Paris goes to Juliet's father when he decides he wants to marry her, which shows he's not very passionate and pretty conventional. Romeo, in contrast, goes right to Juliet herself; he stands beneath her balcony and convinces her to love him (uh, not that she needs any convincing). Then, when Juliet dies, Paris goes to her grave to scatter flowers and cry. In contrast, Romeo goes to her grave to commit suicide because he can't live without her.
Sounds like actions speak louder than—or at least just as loud as—words.
Characters' attitudes toward sex and love say a lot about them. Let's go back to that Romeo/ Paris foil to see how:
Paris asks politely to marry Juliet but never really explains why. He assumes that Juliet must be in love with him. Romeo can't stop gushing about Juliet's many perfections, but he's nervous and never assumes that Juliet loves him until she tells him so. Paris kisses Juliet only once, in front of the Friar, and then he gives her only a "holy kiss," probably on her cheek. Romeo kisses Juliet within a minute of meeting her. Paris never has sex with Juliet; Romeo does.
And then there's Juliet: her passionate desire for Romeo lets us know that, unlike the "chaste" Rosaline, she's all woman. (Even if she is only thirteen years old.)
It's all in the language. Contrast Paris and Romeo's reactions at Juliet's tomb, and it's painfully obvious that Paris is a cold fish: "The obsequies that I for thee will keep / Nightly shall be to strew thy grave and weep," he says (5.3.2). It's like a nursery rhyme, and possibly less romantic. Romeo, in contrast, is furious over Juliet's death, and eloquent in his fury. "The time and my intents are savage-wild / More fierce and more inexorable far / Than empty tigers or the roaring sea," he says (5.3.1) (source http://www.amazon.com/Shakespeare-After-All-Marjorie-Garber/dp/0385722141).
There's just no competition. Romeo has all the good lines; nothing Paris says is remotely memorable.
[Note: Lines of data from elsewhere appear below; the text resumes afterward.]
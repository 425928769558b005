//! The lookup invoker.
//!
//! [`perform_verification`] serializes a request, submits it to the
//! nonce-scoped lookup endpoint in a single POST, and delivers the outcome
//! through the session's listeners. The call itself returns as soon as the
//! attempt is dispatched; no outcome, success or failure, crosses the call
//! boundary synchronously.

use threeds::error::VerificationError;
use threeds::lookup::LookupResponse;
use threeds::request::VerificationRequest;
use threeds::wire::LookupRequestBody;

use crate::constants::lookup_path;
use crate::session::VerificationSession;

#[cfg(feature = "telemetry")]
use tracing::{Instrument, Span};

/// Starts a 3D Secure verification lookup for `request`.
///
/// The attempt runs on a spawned task: the configuration gate, request
/// serialization, the POST, and response parsing all happen off the calling
/// stack, and exactly one terminal event (lookup complete or error) reaches
/// each registered listener. There are no retries; a failed attempt is
/// terminal.
///
/// The request is consumed; it belongs to this one attempt and is never
/// mutated or reused.
///
/// # Panics
///
/// Panics if called outside a tokio runtime, as the attempt is dispatched
/// with [`tokio::spawn`].
///
/// # Example
///
/// ```no_run
/// use threeds::config::Configuration;
/// use threeds::request::VerificationRequest;
/// use threeds_http::gateway::GatewayTransport;
/// use threeds_http::session::VerificationSession;
/// use threeds_http::verify::perform_verification;
///
/// # #[tokio::main]
/// # async fn main() -> Result<(), Box<dyn std::error::Error>> {
/// let transport = GatewayTransport::try_from("https://gateway.example.com/client_api")?;
/// let session = VerificationSession::builder(transport)
///     .with_configuration(Configuration::enabled())
///     .build();
///
/// perform_verification(&session, VerificationRequest::new("a-nonce", "1.00"));
/// # Ok(())
/// # }
/// ```
pub fn perform_verification(session: &VerificationSession, request: VerificationRequest) {
    let session = session.clone();

    #[cfg(feature = "telemetry")]
    let attempt = {
        let span = tracing::info_span!(
            "threeds.lookup",
            amount = %request.amount(),
            otel.status_code = tracing::field::Empty,
            error.message = tracing::field::Empty,
        );
        run_attempt(session, request).instrument(span)
    };
    #[cfg(not(feature = "telemetry"))]
    let attempt = run_attempt(session, request);

    drop(tokio::spawn(attempt));
}

/// Runs one attempt to completion and routes the terminal event.
async fn run_attempt(session: VerificationSession, request: VerificationRequest) {
    let result = lookup(&session, &request).await;
    record_result_on_span(&result);
    match result {
        Ok(response) => session.notify_lookup_complete(&response),
        Err(error) => session.notify_error(&error),
    }
}

/// The attempt itself: gate, serialize, POST once, parse.
async fn lookup(
    session: &VerificationSession,
    request: &VerificationRequest,
) -> Result<LookupResponse, VerificationError> {
    if !session.configuration().three_d_secure_enabled {
        return Err(VerificationError::Disabled);
    }

    let body = LookupRequestBody::from(request)
        .encode()
        .map_err(VerificationError::Encode)?;
    let path = lookup_path(request.nonce());

    let raw = session.transport().post(&path, &body).await?;
    serde_json::from_str(&raw).map_err(VerificationError::Parse)
}

/// Records the outcome of an attempt on the current tracing span.
#[cfg(feature = "telemetry")]
fn record_result_on_span<R>(result: &Result<R, VerificationError>) {
    let span = Span::current();
    match result {
        Ok(_) => {
            span.record("otel.status_code", "OK");
        }
        Err(err) => {
            span.record("otel.status_code", "ERROR");
            span.record("error.message", tracing::field::display(err));
            tracing::event!(tracing::Level::ERROR, error = %err, "3D Secure lookup failed");
        }
    }
}

/// Records the outcome of an attempt on the current tracing span.
/// Noop if the telemetry feature is off.
#[cfg(not(feature = "telemetry"))]
fn record_result_on_span<R>(_result: &Result<R, VerificationError>) {}
//! Per-tick path following for movers.

mod mover;

pub use mover::{Mover, MoverConfig, MoverState};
Many of Romeo and Juliet's most romantic lines are spoken in "blank verse," which, ironically, is not blank so much as a very structured, almost sing-songy poetic form (see "Writing Style" for everything you ever wanted to know about blank verse),
Of course, actors reading these lines don't talk in a singsong voice. But the rhythm underlies what they're saying and makes it more poetic. It also means that Romeo and Juliet can literally finish each other's lines, which shows how in tune they are with each other. You can tell when characters are speaking in blank verse because the lines on the page will often be in a long skinny column (one line = 10 syllables). Prose is in normal paragraphs that go all across the page.
Blank verse is the elegant, high-class way of talking. People lower on the social scale—like the Montague and Capulet servants who open the play, or Shmoop—don't talk in a special poetic rhythm. They just talk. Contrast some of the Nurse's speeches or Mercutio's dirty jokes with the passages of Romeo and Juliet's romantic blank verse, and you'll see what we mean.